▶ _PROBLEM STATEMENT_: The answer must consist of each line below that holds the word "MilestoneArgs", copied as it stands.

== DATA FOR THIS TASK

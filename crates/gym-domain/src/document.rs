//! Uploaded documents

use std::fmt;

/// What a document is used for
#[derive(Debug, Clone, Copy, PartialEq, Eq, Hash)]
pub enum DocumentCategory {
    /// Source material for generating new questions
    Resource,

    /// Exam-style document whose questions are extracted verbatim
    Test,
}

impl DocumentCategory {
    /// Get the category name as stored
    pub fn as_str(&self) -> &'static str {
        match self {
            DocumentCategory::Resource => "RESOURCE",
            DocumentCategory::Test => "TEST",
        }
    }

    /// Parse a category (case-insensitive)
    pub fn parse(s: &str) -> Option<Self> {
        match s.to_uppercase().as_str() {
            "RESOURCE" => Some(DocumentCategory::Resource),
            "TEST" => Some(DocumentCategory::Test),
            _ => None,
        }
    }
}

impl fmt::Display for DocumentCategory {
    fn fmt(&self, f: &mut fmt::Formatter<'_>) -> fmt::Result {
        f.write_str(self.as_str())
    }
}

impl std::str::FromStr for DocumentCategory {
    type Err = String;

    fn from_str(s: &str) -> Result<Self, Self::Err> {
        Self::parse(s).ok_or_else(|| format!("Invalid document category: {}", s))
    }
}

/// A file uploaded to a project
///
/// Immutable after creation except for the cached text content, which the
/// generation pipeline fills on first successful extraction.
#[derive(Debug, Clone, PartialEq)]
pub struct Document {
    /// Unique identifier
    pub id: String,

    /// Owning project
    pub project_id: String,

    /// Original (sanitized) file name
    pub filename: String,

    /// Location of the stored file
    pub file_path: String,

    /// RESOURCE or TEST
    pub category: DocumentCategory,

    /// Cached extracted text, if any
    pub content: Option<String>,

    /// Upload time (seconds since epoch)
    pub uploaded_at: u64,
}

impl Document {
    /// Create a new document record with a fresh identifier
    pub fn new(
        project_id: impl Into<String>,
        filename: impl Into<String>,
        file_path: impl Into<String>,
        category: DocumentCategory,
    ) -> Self {
        Self {
            id: crate::new_id(),
            project_id: project_id.into(),
            filename: filename.into(),
            file_path: file_path.into(),
            category,
            content: None,
            uploaded_at: crate::unix_now(),
        }
    }

    /// Use a caller-provided identifier instead of the generated one
    pub fn with_id(mut self, id: impl Into<String>) -> Self {
        self.id = id.into();
        self
    }
}
//! Error types for the CLI application.

use thiserror::Error;

/// Result type alias for CLI operations.
pub type Result<T> = std::result::Result<T, CliError>;

/// CLI-specific errors.
#[derive(Debug, Error)]
pub enum CliError {
    /// Configuration error
    #[error("Configuration error: {0}")]
    Config(String),

    /// Storage error
    #[error("Storage error: {0}")]
    Store(#[from] gym_store::StoreError),

    /// Question generation error
    #[error("{0}")]
    Generator(#[from] gym_generator::GeneratorError),

    /// Language-model provider error
    #[error("LLM error: {0}")]
    Llm(#[from] gym_llm::LlmError),

    /// Document text could not be extracted
    #[error("Extraction failed: {0}")]
    Extraction(String),

    /// Shared store lock was poisoned by a panicking thread
    #[error("Store lock poisoned")]
    LockPoisoned,

    /// I/O error
    #[error("I/O error: {0}")]
    Io(#[from] std::io::Error),

    /// Serialization error
    #[error("Serialization error: {0}")]
    Serialization(#[from] serde_json::Error),

    /// TOML parsing error
    #[error("TOML parsing error: {0}")]
    Toml(#[from] toml::de::Error),

    /// Invalid input
    #[error("Invalid input: {0}")]
    InvalidInput(String),

    /// A referenced record does not exist
    #[error("{kind} not found: {id}")]
    NotFound {
        /// Record kind
        kind: &'static str,
        /// Requested ID
        id: String,
    },
}

impl CliError {
    pub(crate) fn not_found(kind: &'static str, id: &str) -> Self {
        CliError::NotFound {
            kind,
            id: id.to_string(),
        }
    }
}
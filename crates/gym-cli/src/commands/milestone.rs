//! Milestone command implementation.

use crate::cli::{MilestoneAction, MilestoneArgs};
use crate::context::Context;
use crate::error::{CliError, Result};
use crate::output::Formatter;
use chrono::NaiveDate;
use gym_domain::traits::LearningStore;
use gym_domain::Milestone;

/// Execute a milestone command.
pub fn execute_milestone(args: MilestoneArgs, ctx: &Context, formatter: &Formatter) -> Result<()> {
    match args.action {
        MilestoneAction::Add {
            project_id,
            title,
            due,
            deadline,
        } => {
            let mut milestone = Milestone::new(project_id, title, parse_due_date(&due)?);
            if deadline {
                milestone = milestone.as_deadline();
            }
            let id = ctx.store()?.create_milestone(milestone)?;
            println!("{}", formatter.created("Milestone", &id));
        }
        MilestoneAction::List { project_id } => {
            let store = ctx.store()?;
            if store.get_project(&project_id)?.is_none() {
                return Err(CliError::not_found("Project", &project_id));
            }
            let milestones = store.list_milestones(&project_id)?;
            println!("{}", formatter.format_milestones(&milestones)?);
        }
    }
    Ok(())
}

/// Parse a `YYYY-MM-DD` date into seconds since the epoch (midnight UTC).
pub fn parse_due_date(input: &str) -> Result<u64> {
    let date = NaiveDate::parse_from_str(input.trim(), "%Y-%m-%d").map_err(|e| {
        CliError::InvalidInput(format!("Invalid due date '{}' (expected YYYY-MM-DD): {}", input, e))
    })?;
    let midnight = date
        .and_hms_opt(0, 0, 0)
        .ok_or_else(|| CliError::InvalidInput(format!("Invalid due date '{}'", input)))?;
    u64::try_from(midnight.and_utc().timestamp())
        .map_err(|_| CliError::InvalidInput(format!("Due date '{}' is before 1970", input)))
}
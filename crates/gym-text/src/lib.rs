//! Learning Gym Text Extraction
//!
//! Turns an uploaded document into plain text for the question pipeline.
//!
//! # Supported formats
//!
//! Detected by file extension, case-insensitively:
//!
//! - `.txt`: raw bytes decoded as UTF-8
//! - `.pdf`: per-page text, each page followed by a newline
//! - `.docx`: paragraph text joined with newlines
//! - `.odt`: paragraph text joined with newlines
//!
//! Text is returned as-is, without whitespace normalization, so questions
//! extracted verbatim can be located again in the source.
//!
//! # Examples
//!
//! ```no_run
//! use gym_text::{extract, ExtractionResult};
//!
//! match extract("uploads/p1/notes.txt") {
//!     ExtractionResult::Text(text) => println!("{} chars", text.len()),
//!     ExtractionResult::Failure(reason) => eprintln!("{}", reason),
//! }
//! ```

#![warn(missing_docs)]

mod error;
mod office;
mod pdf;

pub use error::TextError;

use std::fmt;
use std::path::Path;
use tracing::debug;

/// File formats the extractor understands
#[derive(Debug, Clone, Copy, PartialEq, Eq)]
pub enum DocumentFormat {
    /// Plain UTF-8 text
    Txt,
    /// Portable Document Format
    Pdf,
    /// Office Open XML word-processing document
    Docx,
    /// OpenDocument text
    Odt,
}

impl DocumentFormat {
    /// Detect the format from a lower-cased extension without the dot
    pub fn from_extension(ext: &str) -> Option<Self> {
        match ext {
            "txt" => Some(DocumentFormat::Txt),
            "pdf" => Some(DocumentFormat::Pdf),
            "docx" => Some(DocumentFormat::Docx),
            "odt" => Some(DocumentFormat::Odt),
            _ => None,
        }
    }
}

/// Why extraction produced no text
#[derive(Debug, Clone, PartialEq, Eq)]
pub enum ExtractionFailure {
    /// Extension not handled; carries the extension with its dot (may be empty)
    UnsupportedFormat(String),

    /// Reading or decoding the file failed
    Error(String),
}

impl fmt::Display for ExtractionFailure {
    fn fmt(&self, f: &mut fmt::Formatter<'_>) -> fmt::Result {
        match self {
            ExtractionFailure::UnsupportedFormat(ext) => write!(f, "unsupported format: {}", ext),
            ExtractionFailure::Error(detail) => write!(f, "extraction error: {}", detail),
        }
    }
}

/// Outcome of extracting a document: text or a failure, never both
#[derive(Debug, Clone, PartialEq, Eq)]
pub enum ExtractionResult {
    /// Extracted plain text
    Text(String),

    /// Extraction failed
    Failure(ExtractionFailure),
}

impl ExtractionResult {
    /// Whether text was extracted
    pub fn is_text(&self) -> bool {
        matches!(self, ExtractionResult::Text(_))
    }

    /// Borrow the text, if any
    pub fn text(&self) -> Option<&str> {
        match self {
            ExtractionResult::Text(text) => Some(text),
            ExtractionResult::Failure(_) => None,
        }
    }

    /// Convert into a standard `Result`
    pub fn into_result(self) -> Result<String, ExtractionFailure> {
        match self {
            ExtractionResult::Text(text) => Ok(text),
            ExtractionResult::Failure(failure) => Err(failure),
        }
    }
}

/// Extract the plain text of the file at `path`
///
/// Never panics and never returns an error type: every I/O or parse problem
/// becomes [`ExtractionResult::Failure`].
pub fn extract(path: impl AsRef<Path>) -> ExtractionResult {
    let path = path.as_ref();
    let ext = path
        .extension()
        .and_then(|s| s.to_str())
        .unwrap_or("")
        .to_lowercase();

    let Some(format) = DocumentFormat::from_extension(&ext) else {
        let shown = if ext.is_empty() { String::new() } else { format!(".{}", ext) };
        return ExtractionResult::Failure(ExtractionFailure::UnsupportedFormat(shown));
    };

    debug!("Extracting {:?} text from {}", format, path.display());

    match extract_format(path, format) {
        Ok(text) => ExtractionResult::Text(text),
        Err(e) => ExtractionResult::Failure(ExtractionFailure::Error(format!(
            "{}: {}",
            path.display(),
            e
        ))),
    }
}

fn extract_format(path: &Path, format: DocumentFormat) -> Result<String, TextError> {
    match format {
        DocumentFormat::Txt => {
            let bytes = std::fs::read(path)?;
            Ok(String::from_utf8(bytes)?)
        }
        DocumentFormat::Pdf => pdf::extract_pdf(path),
        DocumentFormat::Docx => office::extract_docx(path),
        DocumentFormat::Odt => office::extract_odt(path),
    }
}
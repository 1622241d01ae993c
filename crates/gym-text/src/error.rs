//! Error types for text extraction

use thiserror::Error;

/// Errors raised while reading a document
///
/// These never leave the crate's public [`extract`](crate::extract) function;
/// they are rendered into an extraction failure reason.
#[derive(Error, Debug)]
pub enum TextError {
    /// File could not be read
    #[error("I/O error: {0}")]
    Io(#[from] std::io::Error),

    /// Plain text file is not valid UTF-8
    #[error("invalid UTF-8: {0}")]
    Utf8(#[from] std::string::FromUtf8Error),

    /// PDF structure could not be parsed
    #[error("PDF error: {0}")]
    Pdf(#[from] lopdf::Error),

    /// PDF is password protected
    #[error("PDF is password protected")]
    Encrypted,

    /// Office container is not a readable ZIP archive
    #[error("archive error: {0}")]
    Zip(#[from] zip::result::ZipError),

    /// Office XML could not be parsed
    #[error("XML error: {0}")]
    Xml(String),

    /// Required part missing from the container
    #[error("missing part: {0}")]
    MissingPart(String),
}
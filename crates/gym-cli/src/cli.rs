//! CLI command definitions and argument parsing.

use clap::{Parser, Subcommand};
use gym_domain::DocumentCategory;
use std::path::PathBuf;

/// Learning Gym - track learning projects and quiz yourself on your documents.
#[derive(Debug, Parser)]
#[command(name = "gym")]
#[command(version, about, long_about = None)]
pub struct Cli {
    /// Output format
    #[arg(short, long, value_enum, global = true)]
    pub format: Option<CliFormat>,

    /// Disable colored output
    #[arg(long, global = true)]
    pub no_color: bool,

    /// Configuration file path
    #[arg(short, long, global = true, env = "GYM_CONFIG")]
    pub config: Option<PathBuf>,

    #[command(subcommand)]
    pub command: Command,
}

/// Output format options.
#[derive(Debug, Clone, Copy, clap::ValueEnum)]
pub enum CliFormat {
    /// Table format (default)
    Table,
    /// JSON format
    Json,
    /// Quiet format (IDs only)
    Quiet,
}

/// CLI commands.
#[derive(Debug, Subcommand)]
pub enum Command {
    /// Manage learning projects
    Project(ProjectArgs),

    /// Manage project milestones
    Milestone(MilestoneArgs),

    /// Manage learning sessions
    Session(SessionArgs),

    /// Upload and inspect documents
    Document(DocumentArgs),

    /// Generate, extract and review questions
    Questions(QuestionsArgs),
}

/// Arguments for project management.
#[derive(Debug, Parser)]
pub struct ProjectArgs {
    #[command(subcommand)]
    pub action: ProjectAction,
}

/// Project actions.
#[derive(Debug, Subcommand)]
pub enum ProjectAction {
    /// Create a project
    Create {
        /// Project title
        title: String,

        /// Overall performance (0-100)
        #[arg(long, default_value = "0")]
        performance: f64,

        /// Perceived difficulty (0-100)
        #[arg(long, default_value = "0")]
        difficulty: f64,

        /// Interest (0-100)
        #[arg(long, default_value = "0")]
        interest: f64,

        /// Motivation (repeatable)
        #[arg(short, long = "motivation")]
        motivations: Vec<String>,
    },

    /// List all projects
    List,

    /// Show a project with its milestones
    Show {
        /// Project ID
        id: String,
    },

    /// Delete a project with its sessions, documents and questions
    Delete {
        /// Project ID
        id: String,

        /// Skip confirmation prompt
        #[arg(short = 'y', long)]
        yes: bool,
    },
}

/// Arguments for milestone management.
#[derive(Debug, Parser)]
pub struct MilestoneArgs {
    #[command(subcommand)]
    pub action: MilestoneAction,
}

/// Milestone actions.
#[derive(Debug, Subcommand)]
pub enum MilestoneAction {
    /// Add a milestone to a project
    Add {
        /// Project ID
        project_id: String,

        /// Milestone title
        title: String,

        /// Due date (YYYY-MM-DD)
        #[arg(short, long)]
        due: String,

        /// Make this the project deadline (replaces the current one)
        #[arg(long)]
        deadline: bool,
    },

    /// List a project's milestones
    List {
        /// Project ID
        project_id: String,
    },
}

/// Arguments for session management.
#[derive(Debug, Parser)]
pub struct SessionArgs {
    #[command(subcommand)]
    pub action: SessionAction,
}

/// Session actions.
#[derive(Debug, Subcommand)]
pub enum SessionAction {
    /// Record a learning session
    Create(CreateSessionArgs),

    /// List a project's sessions
    List {
        /// Project ID
        project_id: String,
    },

    /// Show a session with its documents
    Show {
        /// Session ID
        id: String,
    },

    /// Link more documents to a session
    Attach {
        /// Session ID
        session_id: String,

        /// RESOURCE document ID (repeatable)
        #[arg(short, long = "resource")]
        resources: Vec<String>,

        /// TEST document ID (repeatable)
        #[arg(short, long = "test")]
        tests: Vec<String>,
    },
}

/// Arguments for recording a session.
#[derive(Debug, Parser)]
pub struct CreateSessionArgs {
    /// Project ID
    pub project_id: String,

    /// Duration in minutes
    #[arg(short, long)]
    pub duration: u32,

    /// What motivated the session
    #[arg(long)]
    pub motivation: Option<String>,

    /// Learning objective
    #[arg(long)]
    pub objective: Option<String>,

    /// Awareness level (0-100)
    #[arg(long)]
    pub awareness: Option<f64>,

    /// Confidence level (0-100)
    #[arg(long)]
    pub confidence: Option<f64>,

    /// Energy level (0-100)
    #[arg(long)]
    pub energy: Option<f64>,

    /// Performance level (0-100)
    #[arg(long)]
    pub performance: Option<f64>,

    /// Satisfaction level (0-100)
    #[arg(long)]
    pub satisfaction: Option<f64>,

    /// RESOURCE document ID (repeatable)
    #[arg(short, long = "resource")]
    pub resources: Vec<String>,

    /// TEST document ID (repeatable)
    #[arg(short, long = "test")]
    pub tests: Vec<String>,
}

/// Arguments for document management.
#[derive(Debug, Parser)]
pub struct DocumentArgs {
    #[command(subcommand)]
    pub action: DocumentAction,
}

/// Document actions.
#[derive(Debug, Subcommand)]
pub enum DocumentAction {
    /// Upload a file to a project
    Upload {
        /// Project ID
        project_id: String,

        /// File to upload
        path: PathBuf,

        /// Document category
        #[arg(long, value_enum, default_value = "resource")]
        category: CategoryArg,
    },

    /// List a project's documents
    List {
        /// Project ID
        project_id: String,

        /// Only this category
        #[arg(long, value_enum)]
        category: Option<CategoryArg>,
    },

    /// Show document details
    Show {
        /// Document ID
        id: String,
    },

    /// Print the extracted text of a document
    Text {
        /// Document ID
        id: String,
    },

    /// Copy the stored file out
    Download {
        /// Document ID
        id: String,

        /// Destination (defaults to the stored filename in the current directory)
        #[arg(short, long)]
        output: Option<PathBuf>,
    },

    /// Delete a document and its stored file
    Delete {
        /// Document ID
        id: String,
    },
}

/// Arguments for question management.
#[derive(Debug, Parser)]
pub struct QuestionsArgs {
    #[command(subcommand)]
    pub action: QuestionsAction,
}

/// Question actions.
#[derive(Debug, Subcommand)]
pub enum QuestionsAction {
    /// Generate one question per RESOURCE document of a session
    Generate {
        /// Session ID
        session_id: String,

        /// Steer questions towards a topic
        #[arg(long)]
        topic: Option<String>,
    },

    /// Extract the questions of a session's TEST documents
    Extract {
        /// Session ID
        session_id: String,
    },

    /// List a session's questions
    List {
        /// Session ID
        session_id: String,
    },

    /// Record a correction and/or evaluation for a question
    Review {
        /// Question ID
        id: String,

        /// Corrected answer
        #[arg(long)]
        correction: Option<String>,

        /// Evaluation (0-100)
        #[arg(short, long)]
        evaluation: Option<f64>,
    },
}

/// Document category argument.
#[derive(Debug, Clone, Copy, PartialEq, Eq, clap::ValueEnum)]
pub enum CategoryArg {
    /// Source material for new questions
    Resource,
    /// Exam whose questions are extracted
    Test,
}

impl From<CliFormat> for crate::config::OutputFormat {
    fn from(format: CliFormat) -> Self {
        match format {
            CliFormat::Table => crate::config::OutputFormat::Table,
            CliFormat::Json => crate::config::OutputFormat::Json,
            CliFormat::Quiet => crate::config::OutputFormat::Quiet,
        }
    }
}

impl From<CategoryArg> for DocumentCategory {
    fn from(category: CategoryArg) -> Self {
        match category {
            CategoryArg::Resource => DocumentCategory::Resource,
            CategoryArg::Test => DocumentCategory::Test,
        }
    }
}
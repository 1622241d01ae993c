//! Handles shared by every command: config, record store and upload area.

use crate::config::Config;
use crate::error::{CliError, Result};
use gym_store::{FileStore, SqliteStore};
use std::fs;
use std::sync::{Arc, Mutex, MutexGuard};
use tracing::debug;

/// Opened storage plus the configuration it came from
pub struct Context {
    config: Config,
    store: Arc<Mutex<SqliteStore>>,
    files: FileStore,
}

impl Context {
    /// Open the database and upload area named in `config`, creating them on first use
    pub fn open(config: Config) -> Result<Self> {
        if let Some(parent) = config.storage.database.parent() {
            fs::create_dir_all(parent)?;
        }
        let store = SqliteStore::new(&config.storage.database)?;
        debug!("Opened database {}", config.storage.database.display());
        Ok(Self::with_store(config, store))
    }

    /// Wrap an already opened store
    pub fn with_store(config: Config, store: SqliteStore) -> Self {
        let files = FileStore::new(config.storage.uploads.clone());
        Self {
            config,
            store: Arc::new(Mutex::new(store)),
            files,
        }
    }

    /// Active configuration
    pub fn config(&self) -> &Config {
        &self.config
    }

    /// Lock the store for the duration of one command step
    pub fn store(&self) -> Result<MutexGuard<'_, SqliteStore>> {
        self.store.lock().map_err(|_| CliError::LockPoisoned)
    }

    /// Shared handle for the question generator
    pub fn shared_store(&self) -> Arc<Mutex<SqliteStore>> {
        Arc::clone(&self.store)
    }

    /// Uploaded file storage
    pub fn files(&self) -> &FileStore {
        &self.files
    }
}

====

▶ _ANSWER AREA_:
use crate::cli::{MilestoneAction, MilestoneArgs};
pub fn execute_milestone(args: MilestoneArgs, ctx: &Context, formatter: &Formatter) -> Result<()> {
    Milestone(MilestoneArgs),
pub struct MilestoneArgs {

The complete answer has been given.